For icons that need to match text colour or respond to hover and focus states, inline SVG is usually the cleaner option.
SVG sprites in practice
SVG sprites combine multiple icons into one file, which cuts down on HTTP requests. The icons are defined as symbols and then referenced with the use element:
<!-- Define sprite (hidden) -->
<svg style="display: none">
<symbol id="icon-home" viewBox="0 0 24 24">
<path d="..."/>
</symbol>
<symbol id="icon-settings" viewBox="0 0 24 24">
<path d="..."/>
</symbol>
</svg>
<!-- Use icons -->
<svg><use href="#icon-home"/></svg>
<svg><use href="#icon-settings"/></svg>Making icons accessible
SVG icons should be treated like any other interface content. Add role="img" when the icon carries meaning, use aria-label or aria-labelledby to provide a description, and mark purely decorative icons with aria-hidden="true" when they sit alongside visible text labels. A <title> element is also useful when you want tooltip text.

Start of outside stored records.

//! Appointment scheduler.

use std::sync::Arc;

use chrono::{NaiveDateTime, Utc};
use common::{Appointment, AppointmentId, AppointmentStatus, DoctorId, PatientId};
use store::{AppointmentStore, EventSink};

use crate::command::CommandResult;
use crate::error::DomainError;
use crate::event::EventPublisher;

use super::{
    AppointmentError, AppointmentEvent, AvailabilityPolicy, CreateAppointment, UpdateAppointment,
};

/// Result of an appointment command.
pub type AppointmentResult<T> = Result<CommandResult<T, AppointmentEvent>, DomainError>;

/// Service for booking appointments and driving their lifecycle.
///
/// ```text
/// Pending ──► Confirmed
///    │            │
///    └────────────┴──► Cancelled
/// ```
///
/// The store rejects a second appointment for a doctor at the same instant
/// atomically; the scheduler pre-checks it to fail early.
pub struct AppointmentScheduler<S: AppointmentStore> {
    store: S,
    publisher: EventPublisher,
    policy: Option<Arc<dyn AvailabilityPolicy>>,
}

impl<S: AppointmentStore> AppointmentScheduler<S> {
    /// Creates a new scheduler over the given store, publishing to `sink`.
    pub fn new(store: S, sink: Arc<dyn EventSink>) -> Self {
        Self {
            store,
            publisher: EventPublisher::new(sink),
            policy: None,
        }
    }

    /// Rejects bookings the policy reports as outside the doctor's hours.
    pub fn with_availability_policy(mut self, policy: Arc<dyn AvailabilityPolicy>) -> Self {
        self.policy = Some(policy);
        self
    }

    /// Returns a reference to the underlying store.
    pub fn store(&self) -> &S {
        &self.store
    }

    /// Books a new pending appointment.
    #[tracing::instrument(skip(self))]
    pub async fn create(&self, cmd: CreateAppointment) -> AppointmentResult<Appointment> {
        cmd.validate()?;
        self.ensure_bookable(cmd.doctor_id, cmd.date_time, None)
            .await?;

        let appointment = Appointment::new(cmd.patient_id, cmd.doctor_id, cmd.date_time, cmd.comment);
        let appointment = self
            .store
            .insert(appointment)
            .await
            .map_err(|e| record_conflict(e.into()))?;

        metrics::counter!("appointments_created_total").increment(1);
        tracing::info!(
            appointment_id = %appointment.id,
            doctor_id = %appointment.doctor_id,
            date_time = %appointment.date_time,
            "Appointment created"
        );

        let event = AppointmentEvent::AppointmentCreated {
            appointment_id: appointment.id,
            patient_id: appointment.patient_id,
            doctor_id: appointment.doctor_id,
            date_time: appointment.date_time,
        };
        self.finish(appointment, event).await
    }

    /// Changes the patient, doctor, time, or comment of an appointment.
    ///
    /// The double-booking check is re-run for the new doctor and time,
    /// ignoring the appointment itself.
    /// Status and cancellation justification stay as the store holds them,
    /// even if a transition commits while this update is in flight.
    #[tracing::instrument(skip(self))]
    pub async fn update(
        &self,
        id: AppointmentId,
        cmd: UpdateAppointment,
    ) -> AppointmentResult<Appointment> {
        if id.is_nil() {
            return Err(AppointmentError::AppointmentIdRequired.into());
        }
        cmd.validate()?;
        let existing = self.get(id).await?;
        self.ensure_bookable(cmd.doctor_id, cmd.date_time, Some(id))
            .await?;

        let appointment = Appointment {
            patient_id: cmd.patient_id,
            doctor_id: cmd.doctor_id,
            date_time: cmd.date_time,
            comment: cmd.comment,
            updated_at: Utc::now(),
            ..existing
        };
        let appointment = self
            .store
            .update(appointment)
            .await
            .map_err(|e| record_conflict(e.into()))?;

        self.finish(appointment, AppointmentEvent::AppointmentUpdated { appointment_id: id })
            .await
    }

    /// Confirms a pending appointment.
    #[tracing::instrument(skip(self))]
    pub async fn confirm(&self, id: AppointmentId) -> AppointmentResult<Appointment> {
        let appointment = self
            .transition(id, "confirm", AppointmentStatus::Confirmed, None)
            .await?;

        self.finish(
            appointment,
            AppointmentEvent::AppointmentConfirmed { appointment_id: id },
        )
        .await
    }

    /// Cancels an appointment on the patient's behalf.
    #[tracing::instrument(skip(self))]
    pub async fn cancel_by_patient(&self, id: AppointmentId) -> AppointmentResult<Appointment> {
        let appointment = self
            .transition(id, "cancel", AppointmentStatus::Cancelled, None)
            .await?;
        metrics::counter!("appointments_cancelled_total", "by" => "patient").increment(1);

        self.finish(
            appointment,
            AppointmentEvent::AppointmentCancelled { appointment_id: id },
        )
        .await
    }

    /// Cancels an appointment on the doctor's behalf.
    ///
    /// The justification must not be blank and is stored verbatim.
    #[tracing::instrument(skip(self))]
    pub async fn cancel_by_doctor(
        &self,
        id: AppointmentId,
        justification: String,
    ) -> AppointmentResult<Appointment> {
        if justification.trim().is_empty() {
            return Err(AppointmentError::JustificationRequired.into());
        }

        let appointment = self
            .transition(
                id,
                "cancel",
                AppointmentStatus::Cancelled,
                Some(justification.clone()),
            )
            .await?;
        metrics::counter!("appointments_cancelled_total", "by" => "doctor").increment(1);

        self.finish(
            appointment,
            AppointmentEvent::AppointmentCancelledByDoctor {
                appointment_id: id,
                justification,
            },
        )
        .await
    }

    /// Deletes an appointment record.
    #[tracing::instrument(skip(self))]
    pub async fn delete(&self, id: AppointmentId) -> AppointmentResult<()> {
        self.store.delete(id).await?;
        self.finish((), AppointmentEvent::AppointmentDeleted { appointment_id: id })
            .await
    }

    /// Loads an appointment by ID.
    #[tracing::instrument(skip(self))]
    pub async fn get(&self, id: AppointmentId) -> Result<Appointment, DomainError> {
        self.store
            .get(id)
            .await?
            .ok_or_else(|| DomainError::appointment_not_found(id))
    }

    /// Lists a doctor's appointments ordered by time.
    pub async fn list_by_doctor(&self, doctor_id: DoctorId) -> Result<Vec<Appointment>, DomainError> {
        Ok(self.store.list_by_doctor(doctor_id).await?)
    }

    /// Lists a patient's appointments ordered by time.
    pub async fn list_by_patient(
        &self,
        patient_id: PatientId,
    ) -> Result<Vec<Appointment>, DomainError> {
        Ok(self.store.list_by_patient(patient_id).await?)
    }

    async fn ensure_bookable(
        &self,
        doctor_id: DoctorId,
        date_time: NaiveDateTime,
        excluding: Option<AppointmentId>,
    ) -> Result<(), DomainError> {
        if let Some(policy) = &self.policy
            && !policy.is_available(doctor_id, date_time).await?
        {
            return Err(record_conflict(
                AppointmentError::DoctorUnavailable {
                    doctor_id,
                    date_time,
                }
                .into(),
            ));
        }

        if self.store.exists_at(doctor_id, date_time, excluding).await? {
            return Err(record_conflict(
                AppointmentError::DoubleBooking {
                    doctor_id,
                    date_time,
                }
                .into(),
            ));
        }
        Ok(())
    }

    /// Moves an appointment to `target` if its current status allows it.
    ///
    /// The write is conditional on the status read here, so a racing
    /// transition is reported instead of silently overwritten.
    async fn transition(
        &self,
        id: AppointmentId,
        action: &'static str,
        target: AppointmentStatus,
        justification: Option<String>,
    ) -> Result<Appointment, DomainError> {
        let current = self.get(id).await?.status;
        let allowed = match target {
            AppointmentStatus::Confirmed => current.can_confirm(),
            AppointmentStatus::Cancelled => current.can_cancel(),
            AppointmentStatus::Pending => false,
        };
        if !allowed {
            return Err(record_conflict(
                AppointmentError::InvalidStateTransition { current, action }.into(),
            ));
        }

        let appointment = self
            .store
            .update_status(id, current, target, justification)
            .await
            .map_err(|e| record_conflict(e.into()))?;

        tracing::info!(appointment_id = %id, from = %current, to = %target, "Appointment status changed");
        Ok(appointment)
    }

    async fn finish<T>(&self, value: T, event: AppointmentEvent) -> AppointmentResult<T> {
        let result = CommandResult::new(value, event);
        self.publisher.publish(&result.events).await;
        Ok(result)
    }
}

fn record_conflict(err: DomainError) -> DomainError {
    if let DomainError::Appointment(e) = &err
        && e.is_conflict()
    {
        metrics::counter!("appointments_conflicts_total").increment(1);
        tracing::warn!(error = %e, "Rejected appointment change");
    }
    err
}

What browser support actually looks like
SVG support is strong across modern browsers. Basic features work in Internet Explorer 9+ and in current versions of Chrome, Firefox, Safari, and Edge. Some advanced features, including CSS transforms and filters, can behave slightly differently from browser to browser, so it pays to test anything more ambitious than a static icon.